This will be my claim to fame and it’s not even my idea. Denise came up with it and I took all the credit. I’ll make a million dollars off the invention, then she’ll take me to court, sue me, get paid, and I’ll die alone and penniless in a pauper’s grave. Hopefully one of my bar regulars will remember me and I’ll be buried with a bottle of aged cane spirit, something nice to take on my journey through the underworld. Oh, what a story that would make. Only a little bit of rum to last an eternity. Take it all down in one fell swoop or parcel it out one sip at a time?
Before we begin, a quick ode to the fruit fly. I don’t mind the little suckers so much. I mean, that’s a great way to go. You have to marvel at the way they choose to die, drowning themselves into lakes of booze and wine. It’s a bit sad how we trick them into an early grave when all they want is to be submerged in alcohol. One hand washes the other. Respect.
Where do they come from? Leave a piece of fruit out on your kitchen table in the middle of summer and an hour later you have an infestation until October. Google tells me each one of the fuckers can lay up to 500 eggs at a time and live, not for 24 hours like many of us think but for 40-50 days.
If you’re like me, you’ve tried every technique under the sun to rid your bar of this dreaded scourge. You’ve bought the little plastic apple, you’ve made a makeshift trap with a plastic deli pint and saran wrap, maybe you’ve bought strips and hung them under your shelves. These contraptions either look good and are ineffective or they look horrible and work great.

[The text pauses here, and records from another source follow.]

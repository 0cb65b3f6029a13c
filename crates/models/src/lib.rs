pub mod api;
pub mod db;
pub mod entity;
pub mod errors;
pub mod geo;
pub mod sos;

pub use sos::{
    EmergencyType, ListQuery, Location, LocationInput, SosRecord, SosStatus, SubmitSos, TypeFilter,
};
use once_cell::sync::Lazy;
use prometheus::{register_int_counter, Encoder, IntCounter, TextEncoder};

// Prometheus metrics (default registry)
pub static SUBMITTED_TOTAL: Lazy<IntCounter> = Lazy::new(|| {
    register_int_counter!("sos_submitted_total", "Total SOS requests submitted")
        .expect("register sos_submitted_total")
});

pub static RESOLVED_TOTAL: Lazy<IntCounter> = Lazy::new(|| {
    register_int_counter!("sos_resolved_total", "Total SOS requests resolved")
        .expect("register sos_resolved_total")
});

pub static DELETED_TOTAL: Lazy<IntCounter> = Lazy::new(|| {
    register_int_counter!("sos_deleted_total", "Total SOS requests deleted")
        .expect("register sos_deleted_total")
});

pub static EXPIRED_PURGED_TOTAL: Lazy<IntCounter> = Lazy::new(|| {
    register_int_counter!("sos_expired_purged_total", "Total expired SOS requests removed by the sweeper")
        .expect("register sos_expired_purged_total")
});

/// Touch every counter so they show up in the first scrape.
pub fn init() {
    Lazy::force(&SUBMITTED_TOTAL);
    Lazy::force(&RESOLVED_TOTAL);
    Lazy::force(&DELETED_TOTAL);
    Lazy::force(&EXPIRED_PURGED_TOTAL);
}

/// Render the default registry in the Prometheus text format.
pub fn render() -> Result<String, prometheus::Error> {
    let mut buf = Vec::new();
    TextEncoder::new().encode(&prometheus::gather(), &mut buf)?;
    Ok(String::from_utf8_lossy(&buf).into_owned())
}
use axum::http::StatusCode;
use axum::response::{IntoResponse, Response};
use axum::Json;
use common::types::MessageBody;
use models::api::MSG_INTERNAL;
use service::errors::ServiceError;
use thiserror::Error;
use tracing::error;

/// Error response rendered as `{ "message": ... }`.
#[derive(Debug, Clone, PartialEq, Eq)]
pub struct JsonApiError {
    pub status: StatusCode,
    pub message: String,
}

impl JsonApiError {
    pub fn new(status: StatusCode, message: impl Into<String>) -> Self {
        Self { status, message: message.into() }
    }

    pub fn bad_request(message: impl Into<String>) -> Self {
        Self::new(StatusCode::BAD_REQUEST, message)
    }

    pub fn internal() -> Self {
        Self::new(StatusCode::INTERNAL_SERVER_ERROR, MSG_INTERNAL)
    }
}

impl IntoResponse for JsonApiError {
    fn into_response(self) -> Response {
        (self.status, Json(MessageBody::new(self.message))).into_response()
    }
}

impl From<ServiceError> for JsonApiError {
    fn from(e: ServiceError) -> Self {
        match e {
            ServiceError::Validation(msg) => Self::bad_request(msg),
            ServiceError::Model(m) => match m {
                models::errors::ModelError::Validation(msg) | models::errors::ModelError::Parse(msg) => {
                    Self::bad_request(msg)
                }
            },
            ServiceError::NotFound(_) => Self::new(StatusCode::NOT_FOUND, "SOS submission not found"),
            ServiceError::Conflict(msg) => Self::new(StatusCode::CONFLICT, msg),
            ServiceError::Store(detail) => {
                // details stay in the log, callers get the generic message
                error!(error = %detail, "store failure");
                Self::internal()
            }
        }
    }
}

#[derive(Debug, Error)]
pub enum StartupError {
    #[error("invalid configuration: {0}")]
    InvalidConfig(String),
    #[error("store initialisation failed: {0}")]
    Store(String),
    #[error(transparent)]
    Any(#[from] anyhow::Error),
}
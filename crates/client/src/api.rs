use async_trait::async_trait;
use models::{ListQuery, SosRecord, SubmitSos};

use crate::error::ClientError;

#[derive(Clone, Copy, Debug, PartialEq, Eq)]
pub enum Backend {
    Remote,
    Local,
}

/// Operations shared by the remote and local backends. Both validate input
/// the same way, return listings newest first and report unknown ids as
/// `ClientError::NotFound`.
#[async_trait]
pub trait SosApi: Send + Sync {
    fn backend(&self) -> Backend;

    async fn submit(&self, input: SubmitSos) -> Result<SosRecord, ClientError>;

    async fn list(&self, query: &ListQuery) -> Result<Vec<SosRecord>, ClientError>;

    async fn resolve(&self, id: &str) -> Result<SosRecord, ClientError>;

    async fn delete(&self, id: &str) -> Result<(), ClientError>;
}
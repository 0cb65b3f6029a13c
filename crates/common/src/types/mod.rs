use serde::{Deserialize, Serialize};

#[derive(Serialize, Debug)]
pub struct Health {
    pub status: &'static str,
}

/// Plain `{ "message": ... }` body used for acknowledgements and errors.
#[derive(Serialize, Deserialize, Debug, Clone, PartialEq, Eq)]
pub struct MessageBody {
    pub message: String,
}

impl MessageBody {
    pub fn new(message: impl Into<String>) -> Self {
        Self { message: message.into() }
    }
}
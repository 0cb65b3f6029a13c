use models::errors::ModelError;
use service::errors::ServiceError;
use thiserror::Error;

#[derive(Debug, Error, Clone, PartialEq, Eq)]
pub enum ClientError {
    #[error("validation error: {0}")]
    Validation(String),
    #[error("not found: {0}")]
    NotFound(String),
    #[error("conflict: {0}")]
    Conflict(String),
    #[error("server error {status}: {message}")]
    Server { status: u16, message: String },
    #[error("transport error: {0}")]
    Transport(String),
    #[error("local store error: {0}")]
    Store(String),
}

impl ClientError {
    /// Map a non-success HTTP status and its `message` body to an error.
    pub fn from_status(status: u16, message: String) -> Self {
        match status {
            400 => Self::Validation(message),
            404 => Self::NotFound(message),
            409 => Self::Conflict(message),
            _ => Self::Server { status, message },
        }
    }

    pub fn transport<E: std::fmt::Display>(e: E) -> Self {
        Self::Transport(e.to_string())
    }
}

impl From<ServiceError> for ClientError {
    fn from(e: ServiceError) -> Self {
        match e {
            ServiceError::Validation(m) => Self::Validation(m),
            ServiceError::Model(ModelError::Validation(m)) | ServiceError::Model(ModelError::Parse(m)) => {
                Self::Validation(m)
            }
            ServiceError::NotFound(m) => Self::NotFound(m),
            ServiceError::Conflict(m) => Self::Conflict(m),
            ServiceError::Store(m) => Self::Store(m),
        }
    }
}

impl From<ModelError> for ClientError {
    fn from(e: ModelError) -> Self {
        ServiceError::from(e).into()
    }
}

#[cfg(test)]
mod tests {
    use super::*;

    #[test]
    fn statuses_map_to_variants() {
        assert_eq!(ClientError::from_status(400, "bad".into()), ClientError::Validation("bad".into()));
        assert_eq!(ClientError::from_status(404, "gone".into()), ClientError::NotFound("gone".into()));
        assert_eq!(ClientError::from_status(409, "no".into()), ClientError::Conflict("no".into()));
        assert!(matches!(ClientError::from_status(500, "x".into()), ClientError::Server { status: 500, .. }));
    }

    #[test]
    fn service_not_found_stays_not_found() {
        let e: ClientError = ServiceError::not_found("SOS submission").into();
        assert!(matches!(e, ClientError::NotFound(_)));
    }
}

If only there was some way to combine both effectiveness and style while simultaneously being totally incognito so your bar customers (guests) have no idea you’re killing the swaths of fruit flies infesting your bar. Hmm. Oh wait, here I am with a solution.

Yeah. The insanely expensive, chemical laden Luxardo cherries. Once they’re finished you’ve normally got a good amount of the syrup leftover and unless you’re inundated with Shirley Temples, chances are you just throw it out (it does make for a nice shrub). Well, what you can do is use the jar and the syrup to trick fruit flies into a quick death and no one will know the difference as long as you keep the top of the jar out of view. Now that, my friends, is a true no waste bar program.

Yes, the above jar top looks like it once held Wolverine but those slashes are what allow our enemy access to their own demise. Along with the syrup, you’ll need to add some apple cider vinegar, honey, water, and a drop of dish soap in order to break the surface tension so they have no choice but to drown. Put your clever ruse up on a shelf somewhere and change it out every couple of weeks. There’ll be a crazy slurry of dead carcasses in there.